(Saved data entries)
_ _ _ _ _

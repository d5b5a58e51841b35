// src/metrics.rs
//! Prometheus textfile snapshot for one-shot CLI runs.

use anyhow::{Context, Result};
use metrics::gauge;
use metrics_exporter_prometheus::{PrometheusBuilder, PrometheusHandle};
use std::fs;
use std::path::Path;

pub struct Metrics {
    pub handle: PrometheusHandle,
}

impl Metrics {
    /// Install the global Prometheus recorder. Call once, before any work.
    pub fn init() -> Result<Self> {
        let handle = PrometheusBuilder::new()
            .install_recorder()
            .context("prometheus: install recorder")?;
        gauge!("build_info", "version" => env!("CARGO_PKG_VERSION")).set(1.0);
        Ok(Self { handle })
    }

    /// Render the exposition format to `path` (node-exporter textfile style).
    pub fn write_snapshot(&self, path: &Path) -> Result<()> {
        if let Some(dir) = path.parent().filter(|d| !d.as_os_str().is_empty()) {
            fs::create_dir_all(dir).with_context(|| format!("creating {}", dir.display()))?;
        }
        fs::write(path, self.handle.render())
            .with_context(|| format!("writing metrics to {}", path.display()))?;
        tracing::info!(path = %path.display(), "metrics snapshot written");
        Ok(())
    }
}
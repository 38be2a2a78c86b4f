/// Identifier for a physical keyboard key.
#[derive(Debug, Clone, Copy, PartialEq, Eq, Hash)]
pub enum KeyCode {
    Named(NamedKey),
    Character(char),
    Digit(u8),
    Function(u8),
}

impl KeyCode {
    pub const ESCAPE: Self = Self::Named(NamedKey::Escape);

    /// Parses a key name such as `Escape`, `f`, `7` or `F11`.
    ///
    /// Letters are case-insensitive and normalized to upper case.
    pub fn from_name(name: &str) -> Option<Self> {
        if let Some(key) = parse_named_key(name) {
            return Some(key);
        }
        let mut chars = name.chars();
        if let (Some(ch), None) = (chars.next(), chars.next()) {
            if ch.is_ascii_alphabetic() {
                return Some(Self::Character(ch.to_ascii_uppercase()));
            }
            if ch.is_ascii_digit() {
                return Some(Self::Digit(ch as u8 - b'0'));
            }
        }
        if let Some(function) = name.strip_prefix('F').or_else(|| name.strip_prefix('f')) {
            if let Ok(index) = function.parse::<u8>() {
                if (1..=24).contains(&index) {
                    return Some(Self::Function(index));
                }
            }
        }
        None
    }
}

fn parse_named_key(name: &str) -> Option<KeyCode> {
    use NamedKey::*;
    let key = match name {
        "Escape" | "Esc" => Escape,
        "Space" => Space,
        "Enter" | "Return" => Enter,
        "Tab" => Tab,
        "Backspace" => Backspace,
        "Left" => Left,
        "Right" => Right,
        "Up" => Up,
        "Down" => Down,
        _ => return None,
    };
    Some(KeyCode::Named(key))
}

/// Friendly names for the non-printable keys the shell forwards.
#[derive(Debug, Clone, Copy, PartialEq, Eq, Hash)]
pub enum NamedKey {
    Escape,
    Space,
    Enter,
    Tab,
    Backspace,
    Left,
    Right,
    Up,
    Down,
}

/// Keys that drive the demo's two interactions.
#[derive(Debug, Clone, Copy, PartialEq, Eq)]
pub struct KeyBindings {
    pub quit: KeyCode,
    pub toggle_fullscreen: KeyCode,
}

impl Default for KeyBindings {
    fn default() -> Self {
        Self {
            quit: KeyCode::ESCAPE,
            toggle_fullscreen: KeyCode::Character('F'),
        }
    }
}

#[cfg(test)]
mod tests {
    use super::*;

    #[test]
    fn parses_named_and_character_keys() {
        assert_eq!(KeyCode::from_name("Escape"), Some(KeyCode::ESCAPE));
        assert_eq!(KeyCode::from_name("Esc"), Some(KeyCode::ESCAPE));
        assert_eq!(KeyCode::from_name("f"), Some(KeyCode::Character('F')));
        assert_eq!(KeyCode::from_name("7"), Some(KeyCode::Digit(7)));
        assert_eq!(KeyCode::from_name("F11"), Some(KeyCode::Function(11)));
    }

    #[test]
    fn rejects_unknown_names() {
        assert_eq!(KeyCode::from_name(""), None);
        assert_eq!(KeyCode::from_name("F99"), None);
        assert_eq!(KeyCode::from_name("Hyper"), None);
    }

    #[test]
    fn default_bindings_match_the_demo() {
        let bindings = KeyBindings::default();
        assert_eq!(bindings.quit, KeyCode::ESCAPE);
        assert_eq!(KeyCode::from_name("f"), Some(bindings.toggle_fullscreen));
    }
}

_ _ _ _ _

Retype all the data, changing nothing.

→ Task output
repository d5b5a58e51841b35
// src/metrics.rs
//! Prometheus textfile snapshot for one-shot CLI runs.

use anyhow::{Context, Result};
use metrics::gauge;
use metrics_exporter_prometheus::{PrometheusBuilder, PrometheusHandle};
use std::fs;
use std::path::Path;

pub struct Metrics {
    pub handle: PrometheusHandle,
}

impl Metrics {
    /// Install the global Prometheus recorder. Call once, before any work.
    pub fn init() -> Result<Self> {
        let handle = PrometheusBuilder::new()
            .install_recorder()
            .context("prometheus: install recorder")?;
        gauge!("build_info", "version" => env!("CARGO_PKG_VERSION")).set(1.0);
        Ok(Self { handle })
    }

    /// Render the exposition format to `path` (node-exporter textfile style).
    pub fn write_snapshot(&self, path: &Path) -> Result<()> {
        if let Some(dir) = path.parent().filter(|d| !d.as_os_str().is_empty()) {
            fs::create_dir_all(dir).with_context(|| format!("creating {}", dir.display()))?;
        }
        fs::write(path, self.handle.render())
            .with_context(|| format!("writing metrics to {}", path.display()))?;
        tracing::info!(path = %path.display(), "metrics snapshot written");
        Ok(())
    }
}
repository 38be2a2a78c86b4f
/// Identifier for a physical keyboard key.
#[derive(Debug, Clone, Copy, PartialEq, Eq, Hash)]
pub enum KeyCode {
    Named(NamedKey),
    Character(char),
    Digit(u8),
    Function(u8),
}

impl KeyCode {
    pub const ESCAPE: Self = Self::Named(NamedKey::Escape);

    /// Parses a key name such as `Escape`, `f`, `7` or `F11`.
    ///
    /// Letters are case-insensitive and normalized to upper case.
    pub fn from_name(name: &str) -> Option<Self> {
        if let Some(key) = parse_named_key(name) {
            return Some(key);
        }
        let mut chars = name.chars();
        if let (Some(ch), None) = (chars.next(), chars.next()) {
            if ch.is_ascii_alphabetic() {
                return Some(Self::Character(ch.to_ascii_uppercase()));
            }
            if ch.is_ascii_digit() {
                return Some(Self::Digit(ch as u8 - b'0'));
            }
        }
        if let Some(function) = name.strip_prefix('F').or_else(|| name.strip_prefix('f')) {
            if let Ok(index) = function.parse::<u8>() {
                if (1..=24).contains(&index) {
                    return Some(Self::Function(index));
                }
            }
        }
        None
    }
}

fn parse_named_key(name: &str) -> Option<KeyCode> {
    use NamedKey::*;
    let key = match name {
        "Escape" | "Esc" => Escape,
        "Space" => Space,
        "Enter" | "Return" => Enter,
        "Tab" => Tab,
        "Backspace" => Backspace,
        "Left" => Left,
        "Right" => Right,
        "Up" => Up,
        "Down" => Down,
        _ => return None,
    };
    Some(KeyCode::Named(key))
}

/// Friendly names for the non-printable keys the shell forwards.
#[derive(Debug, Clone, Copy, PartialEq, Eq, Hash)]
pub enum NamedKey {
    Escape,
    Space,
    Enter,
    Tab,
    Backspace,
    Left,
    Right,
    Up,
    Down,
}

/// Keys that drive the demo's two interactions.
#[derive(Debug, Clone, Copy, PartialEq, Eq)]
pub struct KeyBindings {
    pub quit: KeyCode,
    pub toggle_fullscreen: KeyCode,
}

impl Default for KeyBindings {
    fn default() -> Self {
        Self {
            quit: KeyCode::ESCAPE,
            toggle_fullscreen: KeyCode::Character('F'),
        }
    }
}

#[cfg(test)]
mod tests {
    use super::*;

    #[test]
    fn parses_named_and_character_keys() {
        assert_eq!(KeyCode::from_name("Escape"), Some(KeyCode::ESCAPE));
        assert_eq!(KeyCode::from_name("Esc"), Some(KeyCode::ESCAPE));
        assert_eq!(KeyCode::from_name("f"), Some(KeyCode::Character('F')));
        assert_eq!(KeyCode::from_name("7"), Some(KeyCode::Digit(7)));
        assert_eq!(KeyCode::from_name("F11"), Some(KeyCode::Function(11)));
    }

    #[test]
    fn rejects_unknown_names() {
        assert_eq!(KeyCode::from_name(""), None);
        assert_eq!(KeyCode::from_name("F99"), None);
        assert_eq!(KeyCode::from_name("Hyper"), None);
    }

    #[test]
    fn default_bindings_match_the_demo() {
        let bindings = KeyBindings::default();
        assert_eq!(bindings.quit, KeyCode::ESCAPE);
        assert_eq!(KeyCode::from_name("f"), Some(bindings.toggle_fullscreen));
    }
}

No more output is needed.